The image of Neptune above was reconstructed from two images taken by Voyager 2. Notice the Great Dark Spot at the north (top). It’s accompanied by bright white clouds that were seen by Voyager to undergo rapid changes in appearance. To the south of the Great Dark Spot is the bright feature that Voyager scientists nicknamed Scooter. Still farther south is the feature called Dark Spot 2 by scientists. See its bright core? Remember, when we look at Neptune, we’re not seeing a solid surface. We’re seeing the tops of this world’s dense clouds. Each feature visible in this image moves eastward at a different rate, so it is only occasionally that these features appear close to each other, as they do here. More about this image

Image Credit: JPL

And Voyager 2 got closer still.

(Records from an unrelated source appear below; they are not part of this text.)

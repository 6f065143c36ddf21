use std::sync::atomic::{AtomicUsize, Ordering};
use std::sync::Arc;

use engine::{Board, BoardListener, Color, DrawType, GameState, HistoryListener, Move};

const LONG_GAMES: &str = include_str!("long_games.txt");

struct Step {
    mv: Move,
    description: String,
    fen: String,
}

fn parse_games(text: &str) -> Vec<Vec<Step>> {
    let mut games = Vec::new();
    let mut current = Vec::new();
    let mut lines = text.lines().map(str::trim);
    while let Some(line) = lines.next() {
        if line.starts_with('#') {
            continue;
        }
        if line.is_empty() {
            if !current.is_empty() {
                games.push(std::mem::take(&mut current));
            }
            continue;
        }
        let (move_text, description) = line.split_once(' ').expect("move line has a description");
        let fen = lines.next().expect("move line is followed by a FEN");
        current.push(Step {
            mv: move_text.parse().expect("valid move text"),
            description: description.to_string(),
            fen: fen.to_string(),
        });
    }
    if !current.is_empty() {
        games.push(current);
    }
    games
}

#[derive(Default)]
struct Results {
    mates: AtomicUsize,
    draws: AtomicUsize,
}

impl HistoryListener for Results {}

impl BoardListener for Results {
    fn checkmate(&self, _board: &Board, _loser: Color) {
        self.mates.fetch_add(1, Ordering::SeqCst);
    }

    fn drawn(&self, _board: &Board, _draw: DrawType) {
        self.draws.fetch_add(1, Ordering::SeqCst);
    }
}

#[test]
fn long_games_replay_matches_fen() {
    let games = parse_games(LONG_GAMES);
    assert_eq!(games.len(), 2, "long_games.txt must contain games");

    for (game_idx, game) in games.iter().enumerate() {
        let mut board = Board::new();
        for (ply, step) in game.iter().enumerate() {
            board.play(step.mv).unwrap_or_else(|err| {
                panic!("game {} ply {} ({}): {}", game_idx + 1, ply + 1, step.mv, err)
            });
            assert_eq!(
                board.state().to_fen(),
                step.fen,
                "game {} ply {} ({})",
                game_idx + 1,
                ply + 1,
                step.mv
            );
            assert_eq!(
                board.last_move_description(),
                Some(step.description.as_str()),
                "game {} ply {}",
                game_idx + 1,
                ply + 1
            );
        }
        assert_eq!(board.history().main_line().len(), game.len());
    }
}

#[test]
fn every_recorded_state_survives_fen_round_trip() {
    for game in parse_games(LONG_GAMES) {
        let mut board = Board::new();
        for step in &game {
            board.play(step.mv).expect("legal move");
            let state = *board.state();
            let decoded = GameState::from_fen(&state.to_fen()).expect("encoded FEN parses");
            assert_eq!(decoded, state);
        }
    }
}

#[test]
fn opera_game_ends_in_mate() {
    let games = parse_games(LONG_GAMES);
    let mut board = Board::new();
    let results = Arc::new(Results::default());
    board.add_listener(results.clone());
    for step in &games[0] {
        board.play(step.mv).expect("legal move");
    }
    assert!(board.is_checkmate());
    assert_eq!(board.turn(), Color::Black);
    assert_eq!(results.mates.load(Ordering::SeqCst), 1);
    assert_eq!(results.draws.load(Ordering::SeqCst), 0);
}

#[test]
fn replaying_a_game_walks_the_existing_line() {
    let games = parse_games(LONG_GAMES);
    let mut board = Board::new();
    for step in &games[1] {
        board.play(step.mv).expect("legal move");
    }
    let nodes = board.history().tree().node_count();
    board.reset();
    for step in &games[1] {
        board.play(step.mv).expect("legal move");
    }
    assert_eq!(board.history().tree().node_count(), nodes);
    assert_eq!(board.history().current(), board.history().end_of_main_line());
}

Voyager 2 acquired the above image two hours before its closest approach. You can see the vertical relief in Neptune’s bright cloud streaks. The bright sides of the clouds that face the sun are brighter than the surrounding cloud deck because they are more directly exposed to the sun. Shadows can be seen on the side opposite the sun. The resolution of this image is 11 kilometers (6.8 miles) per pixel, and the distance to the planet is only 157,000 kilometers (98,000 miles). The width of the cloud streaks ranges from 50 to 200 kilometers (31 to 124 miles), and their shadow widths range from 30 to 50 kilometers (18 to 31 miles). Cloud heights appear to be on the order of 50 kilometers (31 miles). More about this image

Neptune.
Image Credit: JPL

Voyager 2 observed Neptune almost continuously from June to October 1989. It was a fly-by, not an orbiter, though, and so ultimately it swept past the planet and headed on – outward. By the time the image above was acquired, Voyager 2 was leaving Neptune’s vicinity. It’s among the last full disk photos that Voyager 2 took before beginning its endless journey into interstellar space. More about this image

By the way, Voyager 2 is the first – and still only – earthly spacecraft that has visited Neptune. It was launched August 20, 1977, and visited Jupiter in 1979, Saturn in 1981 and Uranus in 1986 before making its closest approach to Neptune on August 25, 1989. Now, with its brother craft Voyager 1, Voyager 2 is expected to leave the heliosphere – or sphere of the sun’s influence – within the next five or so years.

So happy birthday Neptune! Happy completion of your first known orbit in human history. And thank you Voyager 2 space scientists for giving us images of this remote giant that the early Neptune observers would have envied … to say the least.